Intel Wants To Charge $50 To Unlock Your CPU's Full Capabilities
MBCook writes "Turnkey CPU upgrades aren't just for mainframes anymore. According to Engadget, OEMs (including Gateway) are selling computers with the Intel Pentium G6951, which can have extra cache and hyper-threading enabled through a $50 software unlock called Intel Upgrade Service."
Especially since it'll likely be pirated before the CPU ships.
but if it does, it's a big opportunity for AMD. Of course, odds are it'll get cracked at some point and we'll be able to grab an "Intel Upgrade Service Crack" torrent.

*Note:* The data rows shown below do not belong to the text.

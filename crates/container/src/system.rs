//! The container system facade.
//!
//! # Purpose
//!
//! [`ContainerSystem`] owns everything one embedded container needs: settings,
//! the deployment registry, the deployed runtime descriptors and the external
//! services. It runs the deployment pipeline (merge, resolve, build, commit,
//! bind, publish) and dispatches invocations against published descriptors.
//!
//! # Invariants
//!
//! * Deployments are serialized; invocations never wait on a deployment.
//!   Descriptors are read from an [`ArcSwap`] snapshot.
//! * A module is published completely or not at all: its registry entries and
//!   JNDI names are undone when a later step fails.
//! * Every invocation runs under a [`ContextGuard`] for the phase of its
//!   target; the enclosing context is restored when it returns.

use std::sync::Arc;

use arc_swap::ArcSwap;
use caisson_assembly::{DeploymentRegistry, ResolvedModule, resolve};
use caisson_metadata::{ClassLoader, RawModule, merge};
use caisson_model::{
	BeanFault, ComponentKind, DeploymentError, LifecycleEvent, MethodRef, MethodSecurity, Problem, ProblemKind, SecurityIdentity, TransactionType, Value,
};
use caisson_settings::ContainerSystemSettings;
use parking_lot::{Mutex, RwLock};
use rustc_hash::FxHashMap;
use serde_json::json;
use smallvec::SmallVec;

use crate::context::{ContextGuard, InvocationContext, Phase};
use crate::descriptor::{ContainerOperation, DispatchEntry, MethodTarget, RuntimeDescriptor, build_descriptors};
use crate::dispatch::{run_callbacks, run_chain};
use crate::instances::{InstanceKey, InstanceStore};
use crate::naming::{JndiBinder, MemoryBinder, ProxyReference};
use crate::tx::policy;
use crate::{CmpEngine, InvocationError, LocalTransactionManager, SecurityService, StaticSecurityService, TransactionManager};

type DescriptorIndex = FxHashMap<String, Arc<RuntimeDescriptor>>;

/// Per-module results of [`ContainerSystem::deploy_all`], in input order.
#[derive(Debug)]
pub struct AssemblyOutcome {
	pub modules: Vec<Result<ResolvedModule, DeploymentError>>,
}

impl AssemblyOutcome {
	pub fn deployed(&self) -> impl Iterator<Item = &ResolvedModule> + '_ {
		self.modules.iter().filter_map(|m| m.as_ref().ok())
	}

	pub fn failed(&self) -> impl Iterator<Item = &DeploymentError> + '_ {
		self.modules.iter().filter_map(|m| m.as_ref().err())
	}

	pub fn is_success(&self) -> bool {
		self.modules.iter().all(Result::is_ok)
	}
}

/// One embedded component container.
pub struct ContainerSystem {
	settings: RwLock<ContainerSystemSettings>,
	registry: DeploymentRegistry,
	loader: Arc<dyn ClassLoader>,
	transactions: Arc<dyn TransactionManager>,
	security: Arc<dyn SecurityService>,
	binder: Arc<dyn JndiBinder>,
	cmp: Option<Arc<dyn CmpEngine>>,
	descriptors: ArcSwap<DescriptorIndex>,
	instances: InstanceStore,
	/// Serializes deploy and undeploy.
	deploying: Mutex<()>,
}
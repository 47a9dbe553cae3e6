//! Per-instance state of stateful and entity components.
//!
//! Instances are identified by deployment id and primary key (the session id
//! for stateful components). State is taken out for the duration of a call
//! and put back afterwards, so no lock is held while business code runs.

use caisson_model::Value;
use parking_lot::Mutex;
use rustc_hash::FxHashMap;

use crate::tx::TxHandle;

#[derive(Debug, Clone, PartialEq, Eq, Hash)]
pub(crate) struct InstanceKey {
	deployment_id: String,
	primary_key: String,
}

impl InstanceKey {
	pub(crate) fn new(deployment_id: &str, primary_key: &Value) -> Self {
		Self {
			deployment_id: deployment_id.to_string(),
			primary_key: primary_key.to_string(),
		}
	}
}

#[derive(Default)]
struct StoreState {
	states: FxHashMap<InstanceKey, Value>,
	/// Bean-managed transactions a stateful instance left open between calls.
	open_transactions: FxHashMap<InstanceKey, TxHandle>,
}

#[derive(Default)]
pub(crate) struct InstanceStore {
	state: Mutex<StoreState>,
}

impl InstanceStore {
	/// Takes the instance state out of the store; a new instance starts as `Null`.
	pub(crate) fn take_state(&self, key: &InstanceKey) -> Value {
		self.state.lock().states.remove(key).unwrap_or(Value::Null)
	}

	pub(crate) fn put_state(&self, key: InstanceKey, value: Value) {
		self.state.lock().states.insert(key, value);
	}

	pub(crate) fn take_transaction(&self, key: &InstanceKey) -> Option<TxHandle> {
		self.state.lock().open_transactions.remove(key)
	}

	pub(crate) fn stash_transaction(&self, key: InstanceKey, tx: TxHandle) {
		self.state.lock().open_transactions.insert(key, tx);
	}

	/// Forgets one instance; returns a transaction it still held open.
	pub(crate) fn remove(&self, key: &InstanceKey) -> Option<TxHandle> {
		let mut state = self.state.lock();
		state.states.remove(key);
		state.open_transactions.remove(key)
	}

	/// Forgets every instance of a deployment; returns their open transactions.
	pub(crate) fn remove_deployment(&self, deployment_id: &str) -> Vec<TxHandle> {
		let mut state = self.state.lock();
		state.states.retain(|key, _| key.deployment_id != deployment_id);
		let mut orphaned = Vec::new();
		state.open_transactions.retain(|key, tx| {
			let keep = key.deployment_id != deployment_id;
			if !keep {
				orphaned.push(*tx);
			}
			keep
		});
		orphaned
	}
}
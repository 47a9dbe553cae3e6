use caisson_model::{BeanFault, ComponentKind, MethodRef, TransactionType};

use crate::context::{Operation, Phase};
use crate::tx::TxHandle;

/// Failure reported by a [`TransactionManager`](crate::TransactionManager).
#[derive(Debug, Clone, PartialEq, Eq, thiserror::Error)]
pub enum TxError {
	#[error("no transaction is associated with the current thread")]
	NoTransaction,
	#[error("a transaction is already associated with the current thread")]
	AlreadyActive,
	#[error("transaction {0} is not known to the transaction manager")]
	UnknownTransaction(TxHandle),
	#[error("transaction {0} was marked rollback-only and has been rolled back")]
	RolledBack(TxHandle),
	#[error("transaction manager failure: {0}")]
	Manager(String),
}

/// Why a context operation was refused.
#[derive(Debug, Clone, PartialEq, Eq, thiserror::Error)]
pub enum IllegalState {
	#[error("no invocation is active on this thread")]
	NoActiveInvocation,
	#[error("not available to {transaction_type} {kind} components")]
	Unsupported { kind: ComponentKind, transaction_type: TransactionType },
	#[error("not allowed during {phase}")]
	Phase { phase: Phase },
	#[error("no transaction is active")]
	NoTransaction,
}

/// A context operation was called where it is not legal.
#[derive(Debug, Clone, PartialEq, Eq, thiserror::Error)]
pub enum ContextError {
	#[error("{operation} is illegal: {reason}")]
	IllegalState { operation: Operation, reason: IllegalState },
	#[error(transparent)]
	Transaction(#[from] TxError),
}

impl ContextError {
	pub(crate) fn illegal(operation: Operation, reason: IllegalState) -> Self {
		Self::IllegalState { operation, reason }
	}
}

/// Outcome of a failed [`ContainerSystem::invoke`](crate::ContainerSystem::invoke).
#[derive(Debug, Clone, PartialEq, thiserror::Error)]
pub enum InvocationError {
	#[error("no component is deployed as '{deployment_id}'")]
	NotDeployed { deployment_id: String },
	#[error("'{deployment_id}' has no method {method}")]
	NoSuchMethod { deployment_id: String, method: MethodRef },
	#[error("caller may not invoke {method} on '{deployment_id}'")]
	AccessDenied { deployment_id: String, method: MethodRef },
	#[error("{method} requires a caller transaction")]
	TransactionRequired { method: MethodRef },
	#[error("{method} must not be called inside a transaction")]
	TransactionNotAllowed { method: MethodRef },
	/// A declared business failure; the transaction outcome followed its rollback flag.
	#[error("application exception {0}")]
	Application(BeanFault),
	#[error("system exception {0}")]
	System(BeanFault),
	/// A system failure inside the caller's transaction, which is now rollback-only.
	#[error("caller transaction rolled back: {0}")]
	TransactionRolledBack(BeanFault),
	#[error(transparent)]
	Transaction(#[from] TxError),
	#[error(transparent)]
	Context(#[from] ContextError),
}

impl InvocationError {
	pub(crate) fn illegal_state(message: impl Into<String>) -> Self {
		Self::System(BeanFault::system_of("IllegalStateException", message))
	}
}
//! Loaded classes and the class-loader seam.
//!
//! Class loading itself is external. The container only needs to know which
//! methods a class declares and how to run them, so a [`LoadedClass`] is a
//! name, a method list and a table of [`MethodHandler`]s.

use std::sync::Arc;

use caisson_model::{BeanFault, MethodSignature, Value};
use rustc_hash::FxHashMap;

/// Executable body of one class method.
pub type MethodHandler = Arc<dyn Fn(&mut CallFrame<'_>) -> Result<Value, BeanFault> + Send + Sync>;

/// Continuation handed to around-invoke interceptors: arguments and instance state.
pub type Proceed<'a> = dyn FnMut(Vec<Value>, &mut Value) -> Result<Value, BeanFault> + 'a;

/// Arguments and environment of a single handler call.
pub struct CallFrame<'a> {
	/// Signature of the method being run (the implementation method, not the interface method).
	pub method: &'a MethodSignature,
	pub args: Vec<Value>,
	/// Per-instance state of stateful and entity components; `Null` for pooled instances.
	pub state: &'a mut Value,
	pub primary_key: Option<&'a Value>,
	proceed: Option<&'a mut Proceed<'a>>,
}

impl<'a> CallFrame<'a> {
	pub fn new(method: &'a MethodSignature, args: Vec<Value>, state: &'a mut Value, primary_key: Option<&'a Value>) -> Self {
		Self {
			method,
			args,
			state,
			primary_key,
			proceed: None,
		}
	}

	/// Frame for an around-invoke handler; `proceed` runs the rest of the chain.
	pub fn intercepting(
		method: &'a MethodSignature,
		args: Vec<Value>,
		state: &'a mut Value,
		primary_key: Option<&'a Value>,
		proceed: &'a mut Proceed<'a>,
	) -> Self {
		Self {
			method,
			args,
			state,
			primary_key,
			proceed: Some(proceed),
		}
	}

	pub fn arg(&self, index: usize) -> Option<&Value> {
		self.args.get(index)
	}

	/// Continues to the next interceptor or the bean method with the current arguments.
	///
	/// Outside an around-invoke call there is nothing to proceed to; that is a
	/// system fault of the calling code.
	pub fn proceed(&mut self) -> Result<Value, BeanFault> {
		let Self {
			method, args, state, proceed, ..
		} = self;
		match proceed.as_mut() {
			Some(next) => next(args.clone(), &mut **state),
			None => Err(BeanFault::system_of("IllegalStateException", format!("{method} is not an around-invoke call"))),
		}
	}
}

impl std::fmt::Debug for CallFrame<'_> {
	fn fmt(&self, f: &mut std::fmt::Formatter<'_>) -> std::fmt::Result {
		f.debug_struct("CallFrame")
			.field("method", &self.method)
			.field("args", &self.args)
			.field("primary_key", &self.primary_key)
			.field("intercepting", &self.proceed.is_some())
			.finish_non_exhaustive()
	}
}

/// Declared shape of a class.
#[derive(Debug, Clone, Default, PartialEq, Eq)]
pub struct ClassInfo {
	pub name: String,
	pub methods: Vec<MethodSignature>,
	/// Directly implemented interfaces, in declaration order.
	pub interfaces: Vec<String>,
}

impl ClassInfo {
	pub fn declares(&self, signature: &MethodSignature) -> bool {
		self.methods.contains(signature)
	}

	/// Methods with the given name, in declaration order.
	pub fn named<'a, 'n>(&'a self, name: &'n str) -> impl Iterator<Item = &'a MethodSignature> + use<'a, 'n> {
		self.methods.iter().filter(move |m| m.name == name)
	}
}

/// A class as the container sees it.
pub struct LoadedClass {
	info: ClassInfo,
	handlers: FxHashMap<MethodSignature, MethodHandler>,
}

impl LoadedClass {
	pub fn builder(name: impl Into<String>) -> LoadedClassBuilder {
		LoadedClassBuilder {
			info: ClassInfo {
				name: name.into(),
				..ClassInfo::default()
			},
			handlers: FxHashMap::default(),
		}
	}

	pub fn name(&self) -> &str {
		&self.info.name
	}

	pub fn info(&self) -> &ClassInfo {
		&self.info
	}

	pub fn handler(&self, signature: &MethodSignature) -> Option<&MethodHandler> {
		self.handlers.get(signature)
	}

	/// Handler of the first declared method called `name`, whatever its parameters.
	///
	/// Lifecycle callbacks and around-invoke methods are referenced by name only.
	pub fn handler_named(&self, name: &str) -> Option<(&MethodSignature, &MethodHandler)> {
		self.info.named(name).find_map(|sig| self.handlers.get(sig).map(|handler| (sig, handler)))
	}
}

impl std::fmt::Debug for LoadedClass {
	fn fmt(&self, f: &mut std::fmt::Formatter<'_>) -> std::fmt::Result {
		f.debug_struct("LoadedClass")
			.field("info", &self.info)
			.field("handlers", &self.handlers.len())
			.finish()
	}
}

pub struct LoadedClassBuilder {
	info: ClassInfo,
	handlers: FxHashMap<MethodSignature, MethodHandler>,
}

impl LoadedClassBuilder {
	/// Declares a method without a body (interface classes).
	pub fn declare(mut self, signature: MethodSignature) -> Self {
		if !self.info.methods.contains(&signature) {
			self.info.methods.push(signature);
		}
		self
	}

	/// Declares a method and its body.
	pub fn method<F>(mut self, signature: MethodSignature, handler: F) -> Self
	where
		F: Fn(&mut CallFrame<'_>) -> Result<Value, BeanFault> + Send + Sync + 'static,
	{
		self = self.declare(signature.clone());
		self.handlers.insert(signature, Arc::new(handler));
		self
	}

	pub fn implements(mut self, interface: impl Into<String>) -> Self {
		self.info.interfaces.push(interface.into());
		self
	}

	pub fn build(self) -> LoadedClass {
		LoadedClass {
			info: self.info,
			handlers: self.handlers,
		}
	}
}

/// Raised when a class name cannot be resolved.
#[derive(Debug, Clone, PartialEq, Eq, thiserror::Error)]
#[error("class '{0}' not found")]
pub struct ClassNotFound(pub String);

/// Resolves class names to loaded classes.
pub trait ClassLoader: Send + Sync {
	fn load_class(&self, name: &str) -> Result<Arc<LoadedClass>, ClassNotFound>;
}

/// In-memory class loader.
#[derive(Debug, Default)]
pub struct MapClassLoader {
	classes: FxHashMap<String, Arc<LoadedClass>>,
}

impl MapClassLoader {
	pub fn new() -> Self {
		Self::default()
	}

	pub fn insert(&mut self, class: LoadedClass) {
		self.classes.insert(class.name().to_string(), Arc::new(class));
	}

	pub fn with(mut self, class: LoadedClass) -> Self {
		self.insert(class);
		self
	}
}

impl ClassLoader for MapClassLoader {
	fn load_class(&self, name: &str) -> Result<Arc<LoadedClass>, ClassNotFound> {
		self.classes.get(name).cloned().ok_or_else(|| ClassNotFound(name.to_string()))
	}
}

Presumably Intel will be using the CPU serial number to keep track of legitimate users and so forth. But here it comes: have we bought a central processing unit which has now become our property because we paid for it, or are we simply buying a "license" to use Intel's "intellectual property"? If I go out and buy a penknife, I don't expect to have to pay more money if I want to be able to use the built-in compass. Will the BSA (or some similar organization) come down on companies that unlock their processors without paying Intel's upgrade fee? This has the potential to get ugly.
The higher the technology, the sharper that two-edged sword.
Can you hear that?
That's the sound of so many informed geeks switching to AMD.
Finally, we can pirate hardware.
You already are... by buying the Pentium instead of the more expensive i3 that already has the extra MB of L3 and HT enabled.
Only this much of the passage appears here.